С насмешливой грустью вспоминает Окуджава себя на фронте: «Нынче все это по прошествии сорока с лишним лет представляется столь отдаленным, что я теряю реальное ощущение времени. Да и самого себя вижу почти условно: так, некто нереальный семнадцатилетний, с тоненькой шейкой в блеклых обмотках на кривых ножках, погруженный в шинель с чужого плеча…» Однако мы ошибемся, посчитав этот автопортрет, нарисованный по памяти и густо окрашенный сегодняшней иронией, документальной фотографией, и автор время от времени очень деликатно, едва заметно от этого предостерегает: обратим внимание на «вижу почти условно», «некто нереальный». Вот характерный для манеры Окуджавы эпизод: «Командир полка читает донесение и посматривает на меня. И я чувствую себя тщедушным и маленьким. Я смотрю на свои не очень античные ноги, тоненькие в обмотках. И на здоровенные солдатские ботинки. Все это, должно быть, очень смешно. Но никто не смеется». Не пропустим при чтении «никто не смеется» — оно предупреждает, что, наверное, герой выглядел до смешного нелепым не на самом деле, а лишь в собственных глазах.
Война, с ее жестокими требованиями строжайшей дисциплины, беспрекословного выполнения приказов, стригущая всех под одну гребенку, была, однако, в годы, которые описывает Окуджава в повести «Будь здоров, школяр», временем преодоления психологии «винтиков», временем самостоятельных решений, цена которых — жизнь или смерть. Временем преодоления сталинских пропагандистских мифов, глубоко проникших в массовое сознание. Эту важную особенность того времени не упускает из вида Окуджава.
И здесь, пожалуй, следует возвратиться к тем двум «обоймам», о которых шла речь. Я вовсе не считаю, что все в поэзии и прозе Окуджавы может быть объяснено одной лишь войной. Вполне реальна и связь его с «шестидесятниками», но ее надо рассматривать не как внешнюю, не как простое совпадение по времени вступления в литературу, а как содержательную общность некоторых «оттепельных» идей, мотивов, настроений.

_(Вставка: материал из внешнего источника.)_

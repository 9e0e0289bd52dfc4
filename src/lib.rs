//! A compact UUID value type with a strict text codec and UUIDv4/UUIDv7 generation
//!
//! ```rust
//! use ruuid::{Uuid, Version};
//!
//! let uuid = ruuid::generate(Version::V7)?;
//! println!("{}", uuid); // e.g., "01809424-3e59-7c05-9219-566f82fff672"
//! println!("{:?}", uuid.as_bytes()); // as 16-byte big-endian array
//!
//! let parsed: Uuid = "017f22e2-79b0-7cc3-98c4-dc0c0c07398f".parse()?;
//! assert_eq!(parsed.version(), Some(7));
//! # Ok::<(), ruuid::Error>(())
//! ```
//!
//! See [RFC 9562](https://www.rfc-editor.org/rfc/rfc9562).
//!
//! # Field and bit layout
//!
//! UUIDv7 values produced by this crate have the following bit layout:
//!
//! ```text
//!  0                   1                   2                   3
//!  0 1 2 3 4 5 6 7 8 9 0 1 2 3 4 5 6 7 8 9 0 1 2 3 4 5 6 7 8 9 0 1
//! +-+-+-+-+-+-+-+-+-+-+-+-+-+-+-+-+-+-+-+-+-+-+-+-+-+-+-+-+-+-+-+-+
//! |                          unix_ts_ms                           |
//! +-+-+-+-+-+-+-+-+-+-+-+-+-+-+-+-+-+-+-+-+-+-+-+-+-+-+-+-+-+-+-+-+
//! |          unix_ts_ms           |  ver  |        rand_a         |
//! +-+-+-+-+-+-+-+-+-+-+-+-+-+-+-+-+-+-+-+-+-+-+-+-+-+-+-+-+-+-+-+-+
//! |var|                        rand_b                             |
//! +-+-+-+-+-+-+-+-+-+-+-+-+-+-+-+-+-+-+-+-+-+-+-+-+-+-+-+-+-+-+-+-+
//! |                            rand_b                             |
//! +-+-+-+-+-+-+-+-+-+-+-+-+-+-+-+-+-+-+-+-+-+-+-+-+-+-+-+-+-+-+-+-+
//! ```
//!
//! Where:
//!
//! - The 48-bit `unix_ts_ms` field holds the low 48 bits of the Unix timestamp in
//!   milliseconds.
//! - The 4-bit `ver` field is set at `0111`.
//! - The 2-bit `var` field is set at `10`.
//! - The remaining 74 `rand_a` and `rand_b` bits are filled with a cryptographically strong
//!   random number.
//!
//! UUIDv7 values sort by creation time to millisecond precision. No counter is embedded, so
//! values created within the same millisecond are in random order.
//!
//! UUIDv4 values carry 122 random bits with the `ver` field set at `0100` and the `var` field
//! set at `10`.
//!
//! # Text representation
//!
//! [`Uuid`] encodes to and decodes from the 36-character 8-4-4-4-12 lowercase hexadecimal form
//! only. Decoding accepts any version and variant bits but rejects uppercase digits, braces,
//! URNs, and the hyphenless form.
//!
//! # Crate features
//!
//! - `serde` implements `Serialize` and `Deserialize` for [`Uuid`].
//! - `uuid` enables conversion from and to `uuid::Uuid`.
//! - `cli` builds the `uuid` command that prints generated identifiers.

#![cfg_attr(docsrs, feature(doc_cfg))]

mod error;
pub use error::{Error, Result};

mod id;
pub use id::{Uuid, Variant};

mod version;
pub use version::Version;

mod generator;
pub use generator::Generator;

mod entry;
pub use entry::{generate, generate_v4, generate_v7, generate_v7_at};

pub mod must;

И вторая «обойма» — «бардовская» — тоже возникла не на пустом месте. Новое время, время начинавшегося в «оттепель» духовного раскрепощения, потребовало новых песен. Так рождалась авторская песня. Что касается Окуджавы, то сейчас уже совершенно ясно, что в отечественной словесности нашего времени не было поэта, который, как он, создал бы такой большой массив современных, подлинно народных песен (сегодняшняя народность уж точно не в лапотно-сермяжном мнении и описании, которые высмеивали еще Белинский и Гоголь). Гитара, которая десятилетиями воспринималась как один из неизменных атрибутов мещанской пошлости, оказалась у него связанной с высокой поэзией. Песни Окуджавы (а в них, как мне кажется, его поэтическая, художническая индивидуальность выразилась и наиболее органично, и наиболее полно), опирающиеся на романсовую традицию, противостоящую так называемой «массовой» песне, которая долгое время была официальной и полноправной законодательницей вкусов, не опускались, однако, до душещипательной сентиментальной чувствительности — в них был истинный драматизм, они вбирали в себя трагедии минувшего жестокого века.

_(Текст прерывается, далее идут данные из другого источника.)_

//! UUID version tags

use std::{fmt, str};

use crate::Error;

/// The version numbers defined by RFC 9562.
///
/// A `Version` labels the bits already embedded in a [`Uuid`](crate::Uuid) or names the
/// algorithm requested from a [`Generator`](crate::Generator). Only [`Version::V4`] and
/// [`Version::V7`] can be generated by this crate.
#[derive(Copy, Clone, Eq, PartialEq, Hash, Debug)]
#[repr(u8)]
pub enum Version {
    /// Gregorian time and node ID.
    V1 = 1,
    /// MD5 namespace hash.
    V3 = 3,
    /// Random.
    V4 = 4,
    /// SHA-1 namespace hash.
    V5 = 5,
    /// Reordered Gregorian time.
    V6 = 6,
    /// Unix Epoch time and random.
    V7 = 7,
    /// Custom.
    V8 = 8,
}

impl Version {
    /// Returns the version number.
    pub const fn as_u8(self) -> u8 {
        self as u8
    }

    /// Returns true if the crate's generators can produce this version.
    pub const fn is_generatable(self) -> bool {
        matches!(self, Self::V4 | Self::V7)
    }
}

impl TryFrom<u8> for Version {
    type Error = Error;

    fn try_from(src: u8) -> Result<Self, Self::Error> {
        match src {
            1 => Ok(Self::V1),
            3 => Ok(Self::V3),
            4 => Ok(Self::V4),
            5 => Ok(Self::V5),
            6 => Ok(Self::V6),
            7 => Ok(Self::V7),
            8 => Ok(Self::V8),
            n => Err(Error::UnsupportedVersion(n)),
        }
    }
}

impl From<Version> for u8 {
    fn from(src: Version) -> Self {
        src.as_u8()
    }
}

impl str::FromStr for Version {
    type Err = Error;

    /// Parses a version number such as `"7"` or `"v7"`.
    ///
    /// Fails with [`Error::InvalidVersion`] unless the digits form a decimal `u8` without sign,
    /// and with [`Error::UnsupportedVersion`] for an undefined number.
    fn from_str(src: &str) -> Result<Self, Self::Err> {
        let digits = src
            .strip_prefix('v')
            .or_else(|| src.strip_prefix('V'))
            .unwrap_or(src);
        if digits.is_empty() || !digits.bytes().all(|c| c.is_ascii_digit()) {
            return Err(Error::InvalidVersion(src.to_owned()));
        }
        match digits.parse::<u8>() {
            Ok(n) => Self::try_from(n),
            Err(_) => Err(Error::InvalidVersion(src.to_owned())),
        }
    }
}

impl fmt::Display for Version {
    fn fmt(&self, f: &mut fmt::Formatter<'_>) -> fmt::Result {
        write!(f, "{}", self.as_u8())
    }
}

#[cfg(test)]
mod tests {
    use super::Version;
    use crate::Error;

    /// Converts from and to version numbers
    #[test]
    fn converts_from_and_to_version_numbers() {
        for n in [1u8, 3, 4, 5, 6, 7, 8] {
            let v = Version::try_from(n).unwrap();
            assert_eq!(u8::from(v), n);
            assert_eq!(v.to_string(), n.to_string());
        }
    }

    /// Rejects undefined version numbers
    #[test]
    fn rejects_undefined_version_numbers() {
        for n in [0u8, 2, 9, 15, 255] {
            let err = Version::try_from(n).unwrap_err();
            assert!(err.is_unsupported_version());
        }
    }

    /// Parses textual version arguments
    #[test]
    fn parses_textual_version_arguments() {
        assert_eq!("4".parse::<Version>().unwrap(), Version::V4);
        assert_eq!("v7".parse::<Version>().unwrap(), Version::V7);
        assert_eq!("V1".parse::<Version>().unwrap(), Version::V1);
        assert_eq!("08".parse::<Version>().unwrap(), Version::V8);

        for src in ["", "v", "seven", "300", "v256", "+7", "-7", " 7", "7 ", "4.0"] {
            let err = src.parse::<Version>().unwrap_err();
            assert!(matches!(&err, Error::InvalidVersion(s) if s == src), "{src:?}");
            assert_eq!(err.to_string(), format!("invalid uuid version {src:?}"));
        }

        for (src, n) in [("2", 2u8), ("v9", 9), ("255", 255), ("0", 0)] {
            let err = src.parse::<Version>().unwrap_err();
            assert!(matches!(err, Error::UnsupportedVersion(m) if m == n), "{src:?}");
        }
    }

    /// Marks only v4 and v7 as generatable
    #[test]
    fn marks_only_v4_and_v7_as_generatable() {
        assert!(Version::V4.is_generatable());
        assert!(Version::V7.is_generatable());
        for v in [
            Version::V1,
            Version::V3,
            Version::V5,
            Version::V6,
            Version::V8,
        ] {
            assert!(!v.is_generatable());
        }
    }
}
#![allow(clippy::expect_used)]

//! Build a small index and dump its per-key row chains.
//!
//! Usage:
//!   cargo run --example dump_index -p strata-index

use strata_index::{IndexOptions, KvIndex};
use tempfile::TempDir;

fn main() {
    tracing_subscriber::fmt()
        .with_env_filter(tracing_subscriber::EnvFilter::from_default_env())
        .init();

    let dir = TempDir::new().expect("temp dir");
    let base = dir.path().join("sym");

    let options = IndexOptions {
        key_count_hint: 8,
        record_count_hint: 64,
        ..IndexOptions::default()
    };
    let mut index = KvIndex::open(&base, &options).expect("open index");

    // Simulate a few ingest transactions: row ids arrive in order, keys
    // repeat with different frequencies.
    let mut row = 0u64;
    for tx in 0..3 {
        for _ in 0..40 {
            let key = (row % 5) as u32 * (row % 3) as u32;
            index.add(key, row).expect("add");
            row += 1;
        }
        index.commit().expect("commit");
        println!("committed transaction {tx}, generation at {}", index.tx_address());
    }

    println!(
        "\nindex size {} (rows 0..{}), {} rows per block\n",
        index.size(),
        index.size(),
        index.row_block_len()
    );

    for key in 0..9u32 {
        let count = index.value_count(key).expect("count");
        if count == 0 {
            continue;
        }
        let newest = index.last_value(key).expect("last value");
        println!("key {key:>2}: {count:>3} rows, newest {newest}");

        let preview: Vec<u64> = index
            .fwd_cursor(key)
            .expect("cursor")
            .take(8)
            .collect::<Result<_, _>>()
            .expect("walk chain");
        println!("        oldest first: {preview:?} ...");
    }
}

Песни Окуджавы отличает не суетная, не поверхностная современность; его лирический герой — маленький человек, такой же «московский муравей», как и другие пассажиры «последнего, случайного» троллейбуса, у обожаемой им «богини» легкое пальтишко и старенькие туфельки. Окуджава воспевал простые и вечные человеческие ценности: «молюсь прекрасному и высшему» — таков его нравственный и поэтический девиз. В его песнях — неостывающий жар человечности и доброты.

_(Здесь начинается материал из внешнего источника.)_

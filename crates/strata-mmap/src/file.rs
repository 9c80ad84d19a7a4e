//! Extent-mapped file implementation.
//!
//! A `MappedFile` owns one file and one memory mapping over it. The first 32
//! bytes are a header belonging to this layer; everything after it is the
//! caller's logical byte space, addressed from logical offset 0.
//!
//! Header layout (32 bytes, all integers little-endian):
//!
//! | Offset | Size | Field |
//! |--------|------|-------|
//! | 0x00   | 4    | Magic `SMF1` |
//! | 0x04   | 4    | Format version |
//! | 0x08   | 8    | Extent size in bytes |
//! | 0x10   | 8    | Append offset (logical) |
//! | 0x18   | 8    | Reserved |
//!
//! The logical space is carved into extents of the size recorded in the
//! header. A slice returned by [`MappedFile::get`] / [`MappedFile::get_mut`]
//! never straddles an extent boundary; the extent size is rounded up to a
//! multiple of the caller's `granule` at creation so that granule-aligned
//! records of `granule` bytes always satisfy that rule. Ranges that may cross
//! a boundary go through [`MappedFile::copy_within`] and
//! [`MappedFile::zero_range`], which chunk by [`MappedFile::extent_remaining`].
//!
//! The file grows by whole extents on write. Bytes past the append offset are
//! not trusted: they may be stale remains of an abandoned write sequence, and
//! callers zero or overwrite them before reading.

use byteorder::{ByteOrder, LittleEndian};
use memmap2::{Mmap, MmapMut, MmapOptions};
use std::fs::{File, OpenOptions};
use std::io;
use std::path::{Path, PathBuf};
use tracing::{debug, trace};

use crate::error::{Result, StorageError};

/// Bytes reserved for the file header before logical offset 0.
const HEADER_LEN: u64 = 32;

const MAGIC: u32 = u32::from_le_bytes(*b"SMF1");
const VERSION: u32 = 1;

const EXTENT_SIZE_FIELD: usize = 0x08;
const APPEND_OFFSET_FIELD: usize = 0x10;

/// Smallest extent this layer will allocate.
const MIN_EXTENT: u64 = 64 * 1024;
/// Largest extent this layer will allocate (before granule rounding).
const MAX_EXTENT: u64 = 128 * 1024 * 1024;

/// Copy buffer for [`MappedFile::copy_within`].
const COPY_BUF: usize = 8192;

/// How a [`MappedFile`] may be accessed.
#[derive(Debug, Clone, Copy, PartialEq, Eq)]
pub enum AccessMode {
    /// Read and append; creates the file if it does not exist.
    Append,
    /// Like [`AccessMode::Append`], sized for long sequential ingestion.
    BulkAppend,
    /// Read only; opening a file that was never written fails.
    ReadOnly,
}

impl AccessMode {
    pub fn is_writable(self) -> bool {
        !matches!(self, AccessMode::ReadOnly)
    }
}

#[derive(Debug)]
enum Map {
    Ro(Mmap),
    Rw(MmapMut),
}

impl Map {
    fn bytes(&self) -> &[u8] {
        match self {
            Map::Ro(m) => m,
            Map::Rw(m) => m,
        }
    }

    fn len(&self) -> u64 {
        self.bytes().len() as u64
    }
}

/// A growable file mapped into memory and addressed in fixed-size extents.
#[derive(Debug)]
pub struct MappedFile {
    file: File,
    path: PathBuf,
    mode: AccessMode,
    extent_size: u64,
    append_offset: u64,
    map: Map,
}

impl MappedFile {
    /// Opens or creates the file at `path`.
    ///
    /// `size_hint` is the expected payload size in bytes and only influences
    /// the extent size chosen at creation; `granule` is the caller's record
    /// size, which the extent size is made a multiple of. Reopening an
    /// existing file uses the extent size persisted in its header.
    pub fn open(
        path: impl AsRef<Path>,
        mode: AccessMode,
        size_hint: u64,
        granule: u64,
    ) -> Result<Self> {
        let path = path.as_ref();
        debug_assert!(granule > 0);

        if mode.is_writable() {
            let file = OpenOptions::new()
                .read(true)
                .write(true)
                .create(true)
                .truncate(false)
                .open(path)?;
            if file.metadata()?.len() < HEADER_LEN {
                return Self::create(file, path, mode, size_hint, granule);
            }
            let map = unsafe { MmapOptions::new().map_mut(&file)? };
            let (extent_size, append_offset) = parse_header(path, &map, granule)?;
            debug!(
                path = %path.display(),
                extent_size,
                append_offset,
                "opened mapped file for append"
            );
            Ok(Self {
                file,
                path: path.to_path_buf(),
                mode,
                extent_size,
                append_offset,
                map: Map::Rw(map),
            })
        } else {
            let file = File::open(path).map_err(|e| {
                if e.kind() == io::ErrorKind::NotFound {
                    StorageError::Uninitialized(path.to_path_buf())
                } else {
                    StorageError::Io(e)
                }
            })?;
            if file.metadata()?.len() < HEADER_LEN {
                return Err(StorageError::Uninitialized(path.to_path_buf()));
            }
            let map = unsafe { MmapOptions::new().map(&file)? };
            let (extent_size, append_offset) = parse_header(path, &map, granule)?;
            debug!(
                path = %path.display(),
                extent_size,
                append_offset,
                "opened mapped file read-only"
            );
            Ok(Self {
                file,
                path: path.to_path_buf(),
                mode,
                extent_size,
                append_offset,
                map: Map::Ro(map),
            })
        }
    }

    fn create(
        file: File,
        path: &Path,
        mode: AccessMode,
        size_hint: u64,
        granule: u64,
    ) -> Result<Self> {
        let extent_size = extent_size_for(size_hint, granule, mode);
        file.set_len(HEADER_LEN)?;
        let mut map = unsafe { MmapOptions::new().map_mut(&file)? };
        LittleEndian::write_u32(&mut map[0x00..0x04], MAGIC);
        LittleEndian::write_u32(&mut map[0x04..0x08], VERSION);
        LittleEndian::write_u64(&mut map[EXTENT_SIZE_FIELD..EXTENT_SIZE_FIELD + 8], extent_size);
        LittleEndian::write_u64(&mut map[APPEND_OFFSET_FIELD..APPEND_OFFSET_FIELD + 8], 0);
        debug!(path = %path.display(), extent_size, "created mapped file");
        Ok(Self {
            file,
            path: path.to_path_buf(),
            mode,
            extent_size,
            append_offset: 0,
            map: Map::Rw(map),
        })
    }

    pub fn path(&self) -> &Path {
        &self.path
    }

    pub fn mode(&self) -> AccessMode {
        self.mode
    }

    pub fn extent_size(&self) -> u64 {
        self.extent_size
    }

    /// Logical bytes currently mapped.
    pub fn len(&self) -> u64 {
        self.map.len() - HEADER_LEN
    }

    /// True if nothing has ever been appended.
    pub fn is_empty(&self) -> bool {
        self.append_offset == 0
    }

    /// Contiguous bytes left in the extent containing `offset`.
    pub fn extent_remaining(&self, offset: u64) -> u64 {
        self.extent_size - offset % self.extent_size
    }

    /// A read-only slice over `[offset, offset + len)`.
    ///
    /// Fails if the range straddles an extent boundary or lies beyond the
    /// mapped region.
    pub fn get(&self, offset: u64, len: u64) -> Result<&[u8]> {
        self.check_extent(offset, len)?;
        let end = offset
            .checked_add(len)
            .ok_or(StorageError::OutOfBounds { offset, len, mapped: self.len() })?;
        if end > self.len() {
            return Err(StorageError::OutOfBounds { offset, len, mapped: self.len() });
        }
        let start = (HEADER_LEN + offset) as usize;
        Ok(&self.map.bytes()[start..start + len as usize])
    }

    /// A writable slice over `[offset, offset + len)`, growing the file by
    /// whole extents as needed.
    pub fn get_mut(&mut self, offset: u64, len: u64) -> Result<&mut [u8]> {
        if !self.mode.is_writable() {
            return Err(StorageError::ReadOnly);
        }
        self.check_extent(offset, len)?;
        let end = offset
            .checked_add(len)
            .ok_or(StorageError::OutOfBounds { offset, len, mapped: self.len() })?;
        self.ensure_capacity(end)?;
        let start = (HEADER_LEN + offset) as usize;
        match &mut self.map {
            Map::Ro(_) => Err(StorageError::ReadOnly),
            Map::Rw(m) => Ok(&mut m[start..start + len as usize]),
        }
    }

    pub fn read_u64(&self, offset: u64) -> Result<u64> {
        Ok(LittleEndian::read_u64(self.get(offset, 8)?))
    }

    pub fn write_u64(&mut self, offset: u64, value: u64) -> Result<()> {
        LittleEndian::write_u64(self.get_mut(offset, 8)?, value);
        Ok(())
    }

    /// Copies `len` bytes from `src` to `dst` within the file.
    ///
    /// Chunks by the remaining contiguous length of whichever extent runs out
    /// first, so both ranges may straddle any number of extent boundaries.
    /// The ranges must not overlap.
    pub fn copy_within(&mut self, mut src: u64, mut dst: u64, mut len: u64) -> Result<()> {
        let mut buf = [0u8; COPY_BUF];
        while len > 0 {
            let chunk = len
                .min(self.extent_remaining(src))
                .min(self.extent_remaining(dst))
                .min(COPY_BUF as u64);
            let n = chunk as usize;
            buf[..n].copy_from_slice(self.get(src, chunk)?);
            self.get_mut(dst, chunk)?.copy_from_slice(&buf[..n]);
            src += chunk;
            dst += chunk;
            len -= chunk;
        }
        Ok(())
    }

    /// Explicitly zeroes `[offset, offset + len)`, chunking across extents.
    ///
    /// The region past the append offset may hold stale bytes from an
    /// abandoned write sequence, so callers cannot rely on fresh space
    /// reading as zero.
    pub fn zero_range(&mut self, mut offset: u64, mut len: u64) -> Result<()> {
        while len > 0 {
            let chunk = len.min(self.extent_remaining(offset));
            self.get_mut(offset, chunk)?.fill(0);
            offset += chunk;
            len -= chunk;
        }
        Ok(())
    }

    /// The persisted append offset.
    pub fn append_offset(&self) -> u64 {
        self.append_offset
    }

    /// Records a new append offset, written through to the file header.
    pub fn set_append_offset(&mut self, offset: u64) -> Result<()> {
        match &mut self.map {
            Map::Ro(_) => Err(StorageError::ReadOnly),
            Map::Rw(m) => {
                LittleEndian::write_u64(&mut m[APPEND_OFFSET_FIELD..APPEND_OFFSET_FIELD + 8], offset);
                self.append_offset = offset;
                Ok(())
            }
        }
    }

    /// Re-reads the header and remaps to the current file length.
    ///
    /// Lets a read-only instance observe bytes appended by a writer after
    /// this instance was opened.
    pub fn refresh(&mut self) -> Result<()> {
        let file_len = self.file.metadata()?.len();
        if file_len != self.map.len() {
            self.map = match self.mode {
                AccessMode::ReadOnly => Map::Ro(unsafe { MmapOptions::new().map(&self.file)? }),
                _ => Map::Rw(unsafe { MmapOptions::new().map_mut(&self.file)? }),
            };
            trace!(path = %self.path.display(), file_len, "remapped");
        }
        self.append_offset =
            LittleEndian::read_u64(&self.map.bytes()[APPEND_OFFSET_FIELD..APPEND_OFFSET_FIELD + 8]);
        Ok(())
    }

    /// Flushes mapped pages to disk.
    pub fn force(&self) -> Result<()> {
        if let Map::Rw(m) = &self.map {
            m.flush()?;
        }
        Ok(())
    }

    /// Truncates the file back to its append offset, removing extent slack.
    pub fn compact(&mut self) -> Result<()> {
        if !self.mode.is_writable() {
            return Err(StorageError::ReadOnly);
        }
        let target = HEADER_LEN + self.append_offset;
        if self.map.len() <= target {
            return Ok(());
        }
        self.force()?;
        // Shrink the mapping first so the file is not truncated under it.
        let map = unsafe { MmapOptions::new().len(target as usize).map_mut(&self.file)? };
        self.map = Map::Rw(map);
        self.file.set_len(target)?;
        debug!(path = %self.path.display(), len = target, "compacted mapped file");
        Ok(())
    }

    /// Flushes and drops the mapping.
    pub fn close(self) -> Result<()> {
        self.force()
    }

    fn check_extent(&self, offset: u64, len: u64) -> Result<()> {
        if len > self.extent_remaining(offset) {
            return Err(StorageError::StraddlesExtent {
                offset,
                len,
                extent_size: self.extent_size,
            });
        }
        Ok(())
    }

    fn ensure_capacity(&mut self, end: u64) -> Result<()> {
        if HEADER_LEN + end <= self.map.len() {
            return Ok(());
        }
        let extents = end.div_ceil(self.extent_size);
        let new_len = HEADER_LEN + extents * self.extent_size;
        trace!(path = %self.path.display(), new_len, "growing mapped file");
        self.file.set_len(new_len)?;
        self.map = Map::Rw(unsafe { MmapOptions::new().map_mut(&self.file)? });
        Ok(())
    }
}

fn parse_header(path: &Path, map: &[u8], granule: u64) -> Result<(u64, u64)> {
    let magic = LittleEndian::read_u32(&map[0x00..0x04]);
    if magic != MAGIC {
        return Err(StorageError::InvalidHeader {
            path: path.to_path_buf(),
            details: format!("bad magic {magic:#010x}"),
        });
    }
    let version = LittleEndian::read_u32(&map[0x04..0x08]);
    if version != VERSION {
        return Err(StorageError::InvalidHeader {
            path: path.to_path_buf(),
            details: format!("unsupported version {version}"),
        });
    }
    let extent_size = LittleEndian::read_u64(&map[EXTENT_SIZE_FIELD..EXTENT_SIZE_FIELD + 8]);
    if extent_size == 0 || extent_size % granule != 0 {
        return Err(StorageError::InvalidHeader {
            path: path.to_path_buf(),
            details: format!("extent size {extent_size} incompatible with granule {granule}"),
        });
    }
    let append_offset = LittleEndian::read_u64(&map[APPEND_OFFSET_FIELD..APPEND_OFFSET_FIELD + 8]);
    Ok((extent_size, append_offset))
}

fn extent_size_for(size_hint: u64, granule: u64, mode: AccessMode) -> u64 {
    let hint = match mode {
        AccessMode::BulkAppend => size_hint.saturating_mul(4),
        _ => size_hint,
    };
    hint.clamp(MIN_EXTENT, MAX_EXTENT).next_multiple_of(granule)
}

У Булата Окуджавы была счастливая литературная судьба. Его песни, записывавшиеся на магнитофонные пленки (я знаю людей, которые для этого покупали магнитофон, в пору, когда он был редкой и дорогой вещью) и поэтому миновавшие бдительную цензуру, распространялись со скоростью лесного пожара.
Признаюсь, долгое время я считал, что он наш поэт, что песни его принадлежат нашему поколению, мы владеем ими безраздельно. Да и он сам говорил: «Самая приятная для меня аудитория — это аудитория, близкая мне по возрасту, то есть люди с моим опытом». Оказалось, что это не совсем так. Он был неслыханно популярен, но мода проходит, а ему оставались верны.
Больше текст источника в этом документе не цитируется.